Photo by Pascal on flickr

(Re)Claim Your Research

Research is a vital part of any product development process. A lot of questions need to be answered on the way from idea to launch.

While research in later stages of the development process is well established and there is little doubt that this is a crucial task which every product manager needs to master, early stage research is a totally different thing.

The main job of early stage research is to validate problem/solution-fit: 
Is there a customer problem worth solving and does our solution solve the problem?

Answers to these questions largely define the key characteristics, costs and overall outcome of a product. If a product manager should care about one thing, then it is getting deeply involved in this kind of research. Strange enough, I see hardly anyone doing it.

Instead, a typical early stage research project looks like this:

  • “We need research!”
  • Kick-off
  • “What should we do?”
  • “A survey would be great!”
  • “We don’t have enough time! Why don’t we get the agency we had last time?”
  • “Woah, but that’s expensive!”
  • “We must leverage this across all departments to get the most out of it!”
  • More and more people get involved.
  • “Would be nice to learn this … and this … and this … and that!”
  • “We really need to finalize the input for the agency, please review!”
  • More items are added.
  • Agency does all the work. (Blackbox)
  • 1h presentation of 250 slides + 30min Q&A.
  • “Wow, that is really interesting!”

Best thing about such a research project is that it leaves everyone with the good feeling of finally having been out of the building. However, the gap between perception and reality could not be any bigger. Consequently, a product produced based on these kind of insights looks like this:

Photo by Bill Stillwell on flickr under CC License

The intention is somewhat visible and you might even find some customers who are willing to buy, but as the overall benefit is limited there is no potential for a true market fit and scalable business model. Even worse: There is little chance that any later stage research like lab- or multivariate-testing will bring your product back on track. The wrong path has been taken right at the start based on pseudo-customer insights. You either end up optimizing a per se sub-optimal product with lots of effort or scrapping it.

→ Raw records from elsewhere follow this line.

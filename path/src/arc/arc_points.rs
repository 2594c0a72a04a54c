/*
 * This Source Code Form is subject to the terms of the Mozilla Public
 * License, v. 2.0. If a copy of the MPL was not distributed with this
 * file, You can obtain one at https://mozilla.org/MPL/2.0/.
 */

use crate::consts::*;
use crate::geo::*;

use smallvec::*;

use std::f64::consts::PI;

///
/// Points making up a flattened arc: a start point followed by groups of three points for each bezier section
///
/// A full ellipse needs four sections, so this never has to spill onto the heap.
///
pub type ArcPoints = SmallVec<[Coord2; 13]>;

///
/// Converts an angle measured around an ellipse (in radians) to the corresponding parameter of the ellipse
///
/// `x = cx + rx*cos(t)`, `y = cy + ry*sin(t)` only passes through the geometric angle `t` when `rx == ry`, so
/// angles must be corrected for stretched ellipses. The result stays in the same revolution as the original angle,
/// so sweeps of a full turn are preserved.
///
fn ellipse_parameter(angle: f64, radius_x: f64, radius_y: f64) -> f64 {
    if radius_x == 0.0 || radius_y == 0.0 {
        return angle;
    }

    let (sin, cos) = angle.sin_cos();
    let stretched = f64::atan2(sin / radius_y, cos / radius_x);

    // The parameter is always in the same quadrant as the angle, so the nearest whole revolution is the right one
    let revolutions = ((angle - stretched) / (2.0 * PI)).round();

    stretched + revolutions * 2.0 * PI
}

///
/// Returns the point and the tangent (derivative) of an ellipse at a parameter value
///
#[inline]
fn ellipse_point_tangent(center: Coord2, radius_x: f64, radius_y: f64, t: f64) -> (Coord2, Coord2) {
    let (sin, cos) = t.sin_cos();

    (
        Coord2(center.0 + radius_x * cos, center.1 + radius_y * sin),
        Coord2(-radius_x * sin, radius_y * cos),
    )
}

///
/// Generates the bezier points approximating an arc of the ellipse that fits in the specified bounding box
///
/// Angles are in degrees, measured clockwise from the positive x-axis (y increasing downwards). The start angle is
/// reduced modulo 360 degrees and the sweep is limited to a full turn in either direction. The arc is split into
/// equal sections of no more than 90 degrees, and the result always contains `3k+1` points for some `k >= 1`: a
/// sweep of 0 produces a single degenerate section.
///
pub fn bezier_points_from_arc(
    x: f64,
    y: f64,
    width: f64,
    height: f64,
    start_angle: f64,
    sweep_angle: f64,
) -> ArcPoints {
    let radius_x = width / 2.0;
    let radius_y = height / 2.0;
    let center = Coord2(x + radius_x, y + radius_y);

    // A NaN sweep stays NaN
    let sweep_angle = sweep_angle.clamp(-360.0, 360.0);
    let start_angle = start_angle % 360.0;
    let start = ellipse_parameter(start_angle.to_radians(), radius_x, radius_y);
    let end = ellipse_parameter((start_angle + sweep_angle).to_radians(), radius_x, radius_y);
    let total = end - start;

    let num_sections = ((total.abs() / MAX_ARC_SECTION) - SMALL_ANGLE).ceil().max(1.0) as usize;
    let section = total / (num_sections as f64);
    let control_length = 4.0 / 3.0 * (section / 4.0).tan();

    let mut points = ArcPoints::new();
    let (mut last_point, mut last_tangent) = ellipse_point_tangent(center, radius_x, radius_y, start);
    points.push(last_point);

    for section_idx in 1..=num_sections {
        let t = if section_idx == num_sections {
            end
        } else {
            start + section * (section_idx as f64)
        };
        let (point, tangent) = ellipse_point_tangent(center, radius_x, radius_y, t);

        points.push(last_point + last_tangent * control_length);
        points.push(point - tangent * control_length);
        points.push(point);

        last_point = point;
        last_tangent = tangent;
    }

    points
}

There are two standard answers I receive when I ask product organizations why they again and again (often even knowingly) waste tons of money for research projects generating insights they neither need nor understand:

  • “I don’t have time to do this.”
  • “I don’t know how to do this.”

The good news is that both assumptions are not true in most cases. Early research is no rocket science at all and everyone can quickly advance to a decent level that is totally sufficient for almost all settings. The question to ask is if you want to have 95% accurate data that is hardly usable or 80% accurate data that can be directly converted into action:

This leaves the statement of having not enough time and that implies the bad news: Time is a matter of priority. If there is no time for early stage research the product managers and/or the organization simply do not care. With this attitude product management becomes easy prey to all sorts of biz devs, researchers and agencies who make a good living by producing presentations that pile up and rot away in drawers.

If you are ok with a wooden spoiler, you can stop reading here. For all others: It is time to (re)claim your research! Let Biz Dev and Market Research do whatever they want, you need to define and own your early stage research based on your specific product management questions and needs!

Starting point for your research is the question about context and intent of your planned research. This sounds trivial but it is actually a hard thing to do. Force yourself to write it down. Making things explicit will help you to drill to the very core of the questions you need to answer.

If you are clear about the why of your research it is time to list what you know and what you don’t know. It is tempting to just give the whole wish-list of things into the research. But before you do this, rethink. There is always a lot of stuff you do not know but which is also not really relevant (at least right now). And it is also ok to have assumptions, i.e. things you do not actually know but which you take as given. Cutting away all assumptions and all things that are not relevant (for now), leaves the pieces that you need to tackle: All the things that you need to know NOW (getting into the unknown unknowns, probably the most exciting part of any research, cannot really be planned for and comes as a by-product anyway). If in doubt, slice your research asks just as you slice epics.

Only when you know what you need to know now and why, it’s time to think about the research method. As always, there is no silver bullet here. There are plenty of options and you will want to find the leanest possible approach, balancing validity and effort. As a start, take a look at Tomer Sharon’s book “Validating Product Ideas”, then reclaim your research and get going!